On June 3, 2024 at approximately 9:22 AM, record review revealed the facility failed to ensure their fire alarm signal was received by the monitoring company while conducting fire drills. This finding was confirmed by the Maintenance Director at the time of discovery.

Combustible Decorations

Tag No.: K0753

Based on observation and interview, the facility failed to ensure combustible decorations were prohibited except as permitted by the requirements of 19.7.5.6. This deficient practice could affect all occupants in the event of a fire.

Findings Include:

On June 3, 2024 at approximately 9:15 AM, observation revealed combustible crepe paper hung from the ceiling throughout the corridor heading to the dining area. This finding was confirmed by the Maintenance Director at the time of discovery.

Maintenance, Inspection and Testing - Doors

Tag No.: K0761

Based on record review and interview, the facility failed to inspect and test annually in accordance with NFPA 101, 19.7.6, 8.3.3.1 and NFPA 80, Standard for Fire Doors and Other Opening Protectives 5.2, 5.2.3. Non-rated doors, including corridor doors to patient rooms and smoke barrier doors, are routinely inspected as part of the facility maintenance program. Individuals performing the door inspections and testing possess knowledge, training or experience that demonstrates ability. Written records of inspection and testing are maintained and are available for review. This deficient practice could affect all occupants in the event of a fire.

Findings Include:

On June 3, 2024 at approximately 9:32 AM, record review revealed the facility failed to conduct and document annual fire door inspections as required by NFPA 80, 5.2.1 for the installed fire doors at their facility. Of the records provided, the most recent inspection was conducted in March 2023. This finding was confirmed by the Maintenance Director at the time of record review.

Gas and Vacuum Piped Systems - Inspection and

Tag No.: K0908

Based on record review and interview, the facility failed to ensure the gas and vacuum systems are inspected and tests and records are maintained as required by 5.1.14.2.3, 5.2.13, 5.3.13 and 5.3.13.4 of NFPA 99. This deficient practice could affect all occupants requiring oxygen in the event of system failure.

Findings Include:

On June 3, 2024, at approximately 2:26 PM, record review revealed the facility failed to ensure their medical gas system (piped in oxygen system) was tested annually as required by NFPA 99, 5.1.14.4.4. No records were made available by the exit of this survey. The Maintenance Director confirmed this finding at the time of record review.

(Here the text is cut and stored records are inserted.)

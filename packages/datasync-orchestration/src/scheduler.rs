//! Single-flight cycle scheduler
//!
//! - `trigger()` claims an atomic in-flight flag before any I/O. If the flag
//!   is already held the trigger is dropped, never queued.
//! - The flag is released by a guard, so a failing or panicking cycle still
//!   frees the scheduler.
//! - `run_until()` fires once immediately, then on every interval tick.

use async_trait::async_trait;
use std::future::Future;
use std::sync::atomic::{AtomicBool, AtomicU64, Ordering};
use std::sync::Arc;
use std::time::Duration;
use tokio::task::JoinSet;
use tokio::time::MissedTickBehavior;
use tracing::{error, info};

/// Work performed by one scheduled cycle
#[async_trait]
pub trait CycleRunner: Send + Sync + 'static {
    type Report: Send + 'static;

    async fn run_cycle(&self) -> Self::Report;
}

#[derive(Debug)]
pub enum TriggerOutcome<T> {
    Completed(T),
    /// A cycle was already running
    Skipped,
}

impl<T> TriggerOutcome<T> {
    pub fn is_skipped(&self) -> bool {
        matches!(self, TriggerOutcome::Skipped)
    }

    pub fn into_report(self) -> Option<T> {
        match self {
            TriggerOutcome::Completed(report) => Some(report),
            TriggerOutcome::Skipped => None,
        }
    }
}

/// Clears the in-flight flag on drop
struct InFlightGuard {
    flag: Arc<AtomicBool>,
}

impl InFlightGuard {
    fn acquire(flag: &Arc<AtomicBool>) -> Option<Self> {
        flag.compare_exchange(false, true, Ordering::AcqRel, Ordering::Acquire)
            .ok()
            .map(|_| Self { flag: flag.clone() })
    }
}

impl Drop for InFlightGuard {
    fn drop(&mut self) {
        self.flag.store(false, Ordering::Release);
    }
}

pub struct CycleScheduler<R> {
    runner: Arc<R>,
    in_flight: Arc<AtomicBool>,
    skipped: Arc<AtomicU64>,
}

impl<R> Clone for CycleScheduler<R> {
    fn clone(&self) -> Self {
        Self {
            runner: Arc::clone(&self.runner),
            in_flight: Arc::clone(&self.in_flight),
            skipped: Arc::clone(&self.skipped),
        }
    }
}

impl<R: CycleRunner> CycleScheduler<R> {
    pub fn new(runner: Arc<R>) -> Self {
        Self {
            runner,
            in_flight: Arc::new(AtomicBool::new(false)),
            skipped: Arc::new(AtomicU64::new(0)),
        }
    }

    pub fn runner(&self) -> &Arc<R> {
        &self.runner
    }

    pub fn is_running(&self) -> bool {
        self.in_flight.load(Ordering::Acquire)
    }

    /// Triggers dropped because a cycle was in flight
    pub fn skipped_count(&self) -> u64 {
        self.skipped.load(Ordering::Relaxed)
    }

    /// Run one cycle unless one is already in flight
    pub async fn trigger(&self) -> TriggerOutcome<R::Report> {
        let Some(_guard) = InFlightGuard::acquire(&self.in_flight) else {
            self.skipped.fetch_add(1, Ordering::Relaxed);
            info!("Previous cycle still running; trigger skipped");
            return TriggerOutcome::Skipped;
        };

        TriggerOutcome::Completed(self.runner.run_cycle().await)
    }

    /// Trigger now and then every `period` until `shutdown` resolves.
    ///
    /// Each trigger runs as its own task, so a slow cycle makes later ticks
    /// skip instead of piling up. On shutdown an in-flight cycle is awaited.
    pub async fn run_until<F>(&self, period: Duration, shutdown: F)
    where
        F: Future<Output = ()>,
    {
        let mut ticker = tokio::time::interval(period);
        ticker.set_missed_tick_behavior(MissedTickBehavior::Skip);
        let mut tasks: JoinSet<()> = JoinSet::new();
        tokio::pin!(shutdown);

        info!(interval_secs = period.as_secs(), "Scheduler started");

        loop {
            tokio::select! {
                _ = &mut shutdown => {
                    info!("Shutdown requested");
                    break;
                }
                _ = ticker.tick() => {
                    let this = self.clone();
                    tasks.spawn(async move {
                        let _ = this.trigger().await;
                    });
                }
                Some(joined) = tasks.join_next(), if !tasks.is_empty() => {
                    if let Err(e) = joined {
                        error!(error = %e, "Cycle task failed");
                    }
                }
            }
        }

        if !tasks.is_empty() {
            info!("Waiting for the running cycle to finish");
        }
        while let Some(joined) = tasks.join_next().await {
            if let Err(e) = joined {
                error!(error = %e, "Cycle task failed");
            }
        }
        info!("Scheduler stopped");
    }
}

Electrical Systems - Essential Electric Syste

Tag No.: K0918

Based on record review and interview, the facility failed to ensure generators or other alternative power sources and associated equipment is capable of supplying service within 10 seconds, is maintained, inspected, tested and exercised in accordance with NFPA 110, and records are readily available as required by 6.4.4, 6.5.4 and 6.6.4 of NFPA 99, NFPA 110, NFPA 111 and 700.10 of NFPA 70. This deficient practice could affect all occupants in the event of a power failure.

Findings Include:

1) On June 3, 2024 at approximately 11:31 AM, record review revealed the facility failed to ensure the diesel fuel for their generator was tested annually as required by NFPA 110, 8.3.8.

2) On June 3, 2024 at approximately 11:32 AM, record review revealed the facility failed to conduct annual 90 minute load bank test as required by NFPA 110, 8.4.2.3.

3) On June 3, 2024 at approximately 11:33 AM, record review revealed the facility failed to conduct specific gravity testing or conductance testing of their generator batteries as required by NFPA 110, 8.3.7.1

These findings were confirmed by the Maintenance Director at the time of record review.